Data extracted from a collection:
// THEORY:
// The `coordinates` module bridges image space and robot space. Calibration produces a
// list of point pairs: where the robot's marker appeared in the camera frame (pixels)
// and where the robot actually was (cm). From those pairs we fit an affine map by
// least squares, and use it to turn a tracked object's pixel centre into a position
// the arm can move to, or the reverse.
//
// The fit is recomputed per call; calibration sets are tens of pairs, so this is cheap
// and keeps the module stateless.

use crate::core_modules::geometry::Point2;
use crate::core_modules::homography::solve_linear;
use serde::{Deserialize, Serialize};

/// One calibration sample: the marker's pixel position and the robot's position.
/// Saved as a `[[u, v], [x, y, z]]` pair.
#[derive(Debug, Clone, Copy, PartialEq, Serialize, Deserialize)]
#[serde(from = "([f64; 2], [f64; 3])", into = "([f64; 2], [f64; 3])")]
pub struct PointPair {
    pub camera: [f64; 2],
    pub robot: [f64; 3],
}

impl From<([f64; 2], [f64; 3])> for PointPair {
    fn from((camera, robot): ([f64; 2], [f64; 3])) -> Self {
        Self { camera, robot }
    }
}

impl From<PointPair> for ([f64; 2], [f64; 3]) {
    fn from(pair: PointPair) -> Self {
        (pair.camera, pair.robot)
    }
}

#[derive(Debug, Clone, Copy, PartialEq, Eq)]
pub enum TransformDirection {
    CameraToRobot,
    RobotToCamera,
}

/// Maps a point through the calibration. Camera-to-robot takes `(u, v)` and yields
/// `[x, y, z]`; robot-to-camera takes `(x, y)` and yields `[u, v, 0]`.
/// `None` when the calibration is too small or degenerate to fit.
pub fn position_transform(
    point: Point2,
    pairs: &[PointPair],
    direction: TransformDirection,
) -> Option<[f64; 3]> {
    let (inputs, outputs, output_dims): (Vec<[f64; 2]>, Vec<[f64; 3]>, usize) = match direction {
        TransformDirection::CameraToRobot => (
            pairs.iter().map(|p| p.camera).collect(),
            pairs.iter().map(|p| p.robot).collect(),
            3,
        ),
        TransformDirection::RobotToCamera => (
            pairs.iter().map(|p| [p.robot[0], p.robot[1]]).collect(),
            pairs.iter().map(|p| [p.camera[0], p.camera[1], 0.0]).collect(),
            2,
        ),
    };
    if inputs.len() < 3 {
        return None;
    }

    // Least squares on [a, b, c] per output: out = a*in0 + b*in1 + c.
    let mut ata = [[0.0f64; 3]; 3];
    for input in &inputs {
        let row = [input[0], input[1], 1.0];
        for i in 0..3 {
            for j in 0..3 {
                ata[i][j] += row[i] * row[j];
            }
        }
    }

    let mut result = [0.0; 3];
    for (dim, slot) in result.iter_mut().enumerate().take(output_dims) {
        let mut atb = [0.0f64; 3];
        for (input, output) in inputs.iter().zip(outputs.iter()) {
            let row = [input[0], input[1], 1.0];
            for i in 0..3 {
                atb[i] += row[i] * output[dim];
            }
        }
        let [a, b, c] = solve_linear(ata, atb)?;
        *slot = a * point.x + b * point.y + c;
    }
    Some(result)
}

---

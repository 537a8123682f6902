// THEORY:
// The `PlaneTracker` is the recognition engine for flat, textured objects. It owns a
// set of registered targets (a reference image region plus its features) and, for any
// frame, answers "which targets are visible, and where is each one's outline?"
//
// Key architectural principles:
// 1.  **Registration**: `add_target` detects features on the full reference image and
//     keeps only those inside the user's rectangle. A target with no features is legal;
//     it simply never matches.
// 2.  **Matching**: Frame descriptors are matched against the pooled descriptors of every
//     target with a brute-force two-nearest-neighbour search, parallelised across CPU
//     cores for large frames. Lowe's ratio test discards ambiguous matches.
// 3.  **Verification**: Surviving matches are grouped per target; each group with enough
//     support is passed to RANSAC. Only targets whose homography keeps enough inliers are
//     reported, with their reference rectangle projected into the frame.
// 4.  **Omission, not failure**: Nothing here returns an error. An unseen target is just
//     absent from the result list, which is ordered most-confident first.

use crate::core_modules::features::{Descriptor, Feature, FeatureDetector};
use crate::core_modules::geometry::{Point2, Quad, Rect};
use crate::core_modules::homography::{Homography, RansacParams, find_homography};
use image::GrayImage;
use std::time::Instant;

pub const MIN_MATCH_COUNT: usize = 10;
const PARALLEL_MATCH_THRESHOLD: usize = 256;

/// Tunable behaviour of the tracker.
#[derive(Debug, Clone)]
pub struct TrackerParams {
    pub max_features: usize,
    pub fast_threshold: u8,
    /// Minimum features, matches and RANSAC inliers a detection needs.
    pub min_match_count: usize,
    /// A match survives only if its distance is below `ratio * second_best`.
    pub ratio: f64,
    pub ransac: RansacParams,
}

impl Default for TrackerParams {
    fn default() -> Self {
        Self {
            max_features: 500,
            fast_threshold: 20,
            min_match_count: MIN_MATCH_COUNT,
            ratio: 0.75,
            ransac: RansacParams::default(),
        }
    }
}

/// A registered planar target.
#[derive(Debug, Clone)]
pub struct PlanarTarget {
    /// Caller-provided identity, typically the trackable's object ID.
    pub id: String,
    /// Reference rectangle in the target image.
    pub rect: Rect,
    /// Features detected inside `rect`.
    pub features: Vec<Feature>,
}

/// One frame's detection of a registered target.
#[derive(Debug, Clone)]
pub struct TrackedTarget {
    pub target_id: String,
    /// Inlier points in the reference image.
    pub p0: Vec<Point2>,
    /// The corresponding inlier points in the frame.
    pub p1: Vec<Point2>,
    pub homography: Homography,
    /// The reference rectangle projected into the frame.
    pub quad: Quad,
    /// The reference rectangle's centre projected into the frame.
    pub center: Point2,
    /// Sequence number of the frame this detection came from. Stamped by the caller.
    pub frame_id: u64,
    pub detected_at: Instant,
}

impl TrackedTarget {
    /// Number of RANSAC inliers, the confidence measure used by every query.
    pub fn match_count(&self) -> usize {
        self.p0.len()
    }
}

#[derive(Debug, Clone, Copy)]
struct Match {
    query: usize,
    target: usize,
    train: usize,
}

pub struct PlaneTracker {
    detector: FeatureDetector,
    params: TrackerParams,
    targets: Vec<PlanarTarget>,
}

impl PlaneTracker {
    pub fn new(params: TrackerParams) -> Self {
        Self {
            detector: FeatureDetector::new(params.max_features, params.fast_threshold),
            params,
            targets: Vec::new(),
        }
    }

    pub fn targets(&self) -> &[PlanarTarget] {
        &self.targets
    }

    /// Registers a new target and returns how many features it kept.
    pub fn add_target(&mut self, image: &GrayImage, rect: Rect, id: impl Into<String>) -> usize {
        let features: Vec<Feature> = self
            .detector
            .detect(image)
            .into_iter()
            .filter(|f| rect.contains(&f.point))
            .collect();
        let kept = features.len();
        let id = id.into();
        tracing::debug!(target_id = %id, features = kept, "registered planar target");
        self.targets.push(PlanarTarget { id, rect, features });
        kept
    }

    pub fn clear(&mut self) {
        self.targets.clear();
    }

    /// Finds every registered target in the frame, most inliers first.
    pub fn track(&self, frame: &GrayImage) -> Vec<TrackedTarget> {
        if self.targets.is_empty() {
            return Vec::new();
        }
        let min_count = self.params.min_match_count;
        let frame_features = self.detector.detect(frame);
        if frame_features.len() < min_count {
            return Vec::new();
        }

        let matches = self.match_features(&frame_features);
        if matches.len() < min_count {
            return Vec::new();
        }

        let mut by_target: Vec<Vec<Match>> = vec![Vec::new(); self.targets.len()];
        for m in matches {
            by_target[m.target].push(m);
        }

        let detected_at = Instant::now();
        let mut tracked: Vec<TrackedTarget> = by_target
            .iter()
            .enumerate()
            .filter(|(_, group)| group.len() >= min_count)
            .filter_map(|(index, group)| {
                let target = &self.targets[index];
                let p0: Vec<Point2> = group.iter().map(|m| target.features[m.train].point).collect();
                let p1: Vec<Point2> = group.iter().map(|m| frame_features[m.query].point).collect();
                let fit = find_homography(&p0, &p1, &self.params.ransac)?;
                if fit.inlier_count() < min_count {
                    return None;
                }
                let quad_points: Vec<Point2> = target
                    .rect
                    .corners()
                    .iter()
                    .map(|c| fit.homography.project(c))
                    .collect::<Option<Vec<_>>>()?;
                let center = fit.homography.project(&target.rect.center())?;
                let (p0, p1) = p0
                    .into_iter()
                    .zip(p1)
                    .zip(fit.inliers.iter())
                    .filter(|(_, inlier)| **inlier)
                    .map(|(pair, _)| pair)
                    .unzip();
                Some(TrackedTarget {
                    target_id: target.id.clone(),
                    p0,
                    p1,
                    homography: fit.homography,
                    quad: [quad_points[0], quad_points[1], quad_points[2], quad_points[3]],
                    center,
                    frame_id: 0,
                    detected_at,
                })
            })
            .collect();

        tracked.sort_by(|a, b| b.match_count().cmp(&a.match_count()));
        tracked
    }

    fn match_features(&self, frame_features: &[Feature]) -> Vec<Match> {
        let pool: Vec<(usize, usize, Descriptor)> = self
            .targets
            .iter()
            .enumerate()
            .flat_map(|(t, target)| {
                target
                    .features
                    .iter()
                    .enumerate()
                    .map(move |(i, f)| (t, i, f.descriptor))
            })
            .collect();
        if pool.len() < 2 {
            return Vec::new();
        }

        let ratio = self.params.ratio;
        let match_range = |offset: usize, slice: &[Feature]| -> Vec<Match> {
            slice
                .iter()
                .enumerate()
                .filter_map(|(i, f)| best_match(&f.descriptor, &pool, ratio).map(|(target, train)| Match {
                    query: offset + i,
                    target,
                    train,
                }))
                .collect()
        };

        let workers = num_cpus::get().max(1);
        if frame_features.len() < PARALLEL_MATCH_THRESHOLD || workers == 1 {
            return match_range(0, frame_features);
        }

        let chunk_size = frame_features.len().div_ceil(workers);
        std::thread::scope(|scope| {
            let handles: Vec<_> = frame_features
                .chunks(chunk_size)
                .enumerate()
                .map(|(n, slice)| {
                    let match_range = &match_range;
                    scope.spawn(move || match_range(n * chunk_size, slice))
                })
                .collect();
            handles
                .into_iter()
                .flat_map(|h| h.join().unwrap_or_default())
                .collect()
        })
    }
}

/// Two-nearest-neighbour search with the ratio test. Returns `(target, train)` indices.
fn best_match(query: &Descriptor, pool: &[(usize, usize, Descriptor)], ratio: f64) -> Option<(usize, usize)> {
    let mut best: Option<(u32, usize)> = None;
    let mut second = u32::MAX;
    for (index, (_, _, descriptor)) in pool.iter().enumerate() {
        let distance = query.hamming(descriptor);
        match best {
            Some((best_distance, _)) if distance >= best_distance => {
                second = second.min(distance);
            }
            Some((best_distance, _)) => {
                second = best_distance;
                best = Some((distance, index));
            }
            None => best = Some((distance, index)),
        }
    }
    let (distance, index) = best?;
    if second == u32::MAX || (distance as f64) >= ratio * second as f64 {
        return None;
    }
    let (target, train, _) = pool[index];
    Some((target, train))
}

Task brief:
Scan the entries above for the word "offset", then copy every line in which it occurs.

Expected output:
        let match_range = |offset: usize, slice: &[Feature]| -> Vec<Match> {
                    query: offset + i,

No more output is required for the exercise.